The various statutes of limitations often bear heavily on the IRS' ability to collect a tax. Here are some of the more common statutes of limitation on tax collection:
The IRS has ten years to collect a tax once an assessment is made. The actual assessment date is found on a notice of tax lien or in one's Individual Master File. It is not uncommon for the IRS to try to collect a tax after the statute of limitations has expired. This is one more reason to understand how to spy on the IRS using Individual Master File information. To read more about an Individual Master File see the main heading, "How To Spy On The IRS."
 
The statute of limitations for audits is three years from the time the return was filed. If filed before April 15, the three-year period begins on April 15. For example, if you file your tax return for 1996 in January of 1997, the IRS has until April 15th of year 2000 to audit your 1996 return. If you file for an automatic extension of time to file your return, the three years begins on the date the IRS receives your return. For example; if you file your 1996 tax return on October 15, 1997, the IRS has until October 15 of 2000 to audit your 1996 return. This is why many experts suggest you do not file your return before April 15th.
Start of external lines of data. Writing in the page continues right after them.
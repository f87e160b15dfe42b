use std::net::SocketAddr;

use tokio::net::TcpListener;

use douyin_scribe::infrastructure::observability::{TracingConfig, init_tracing};
use douyin_scribe::presentation::{AppState, Environment, Settings, create_router};

#[tokio::main]
async fn main() -> anyhow::Result<()> {
    dotenvy::dotenv().ok();

    init_tracing(&TracingConfig::default())?;

    let environment = Environment::from_env().map_err(anyhow::Error::msg)?;
    let settings = Settings::load(environment)?;

    let state = AppState::from_settings(&settings)?;
    let router = create_router(state);

    let addr: SocketAddr = format!("{}:{}", settings.server.host, settings.server.port).parse()?;
    tracing::info!(%addr, %environment, "Listening");

    let listener = TcpListener::bind(addr).await?;
    axum::serve(listener, router)
        .with_graceful_shutdown(shutdown_signal())
        .await?;

    tracing::info!("Server stopped");
    Ok(())
}

async fn shutdown_signal() {
    if let Err(e) = tokio::signal::ctrl_c().await {
        tracing::error!(error = %e, "Failed to listen for shutdown signal");
        std::future::pending::<()>().await;
    }
}
#[derive(Debug, Clone, PartialEq, Eq)]
pub struct Transcript {
    pub text: String,
}

impl Transcript {
    pub fn new(text: impl Into<String>) -> Self {
        Self { text: text.into() }
    }
}
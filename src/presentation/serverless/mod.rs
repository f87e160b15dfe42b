mod gateway_event;
mod hosting_adapter;
mod invoker;

pub use gateway_event::{GatewayEvent, GatewayEventAdapter, GatewayResponse};
pub use hosting_adapter::{AdapterError, HostingAdapter, InboundCall, OutboundCall};
pub use invoker::ServerlessInvoker;
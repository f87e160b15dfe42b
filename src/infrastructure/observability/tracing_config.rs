const DEFAULT_FILTER: &str = "info,douyin_scribe=debug,tower_http=debug";

/// Configuration for tracing initialization.
pub struct TracingConfig {
    pub environment: String,
    pub json_format: bool,
    /// Used when `RUST_LOG` is not set.
    pub default_filter: String,
    /// Keeps stdout free for binaries that print their result there.
    pub log_to_stderr: bool,
}

impl Default for TracingConfig {
    fn default() -> Self {
        Self {
            environment: std::env::var("APP_ENV").unwrap_or_else(|_| "development".to_string()),
            json_format: std::env::var("LOG_FORMAT")
                .map(|v| v.to_lowercase() == "json")
                .unwrap_or(false),
            default_filter: DEFAULT_FILTER.to_string(),
            log_to_stderr: false,
        }
    }
}
mod app_state;

pub use app_state::{AppState, StateError};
It simply gives the IRS more time to audit that return. On the other hand, filing late with an extension, does not limit in any way the IRS time to audit a return. In fact, it extends the amount of time. Think of this next time you want to take your time.
 
If you omit more than 25% of your gross income from your return, the statute of limitations for audit is extended to six years. This is why I recommend everyone keep their tax records for six years. It is not uncommon for the IRS to assert an omission of income in order to audit a return. Keeping the tax records is the only way to prove the IRS wrong in this situation.
 
For those who do not file a return at all, there is no statute of limitations. The IRS can feasibly audit any return they claim you have not filed. Herein lies yet another reason to request an Individual Master File on a regular basis. Record of filing a return is made within this file. If you have the record, the IRS can never claim you did not file a return, or bluff you into enduring an unnecessary audit.
 
For those who failed to file returns, there is no statute of limitations on time to conduct an audit, but there is a limitation on the amount of time the IRS has to charge you with a crime. This statute expires six years after the time a return is due.
 
These are the general rules. Under certain circumstances the statute may be extended as a result of actions taken by the IRS or the taxpayer. You may have unknowingly signed a waiver that extends the statute. Petitioning the Tax Court also extends the statute of limitations in certain cases.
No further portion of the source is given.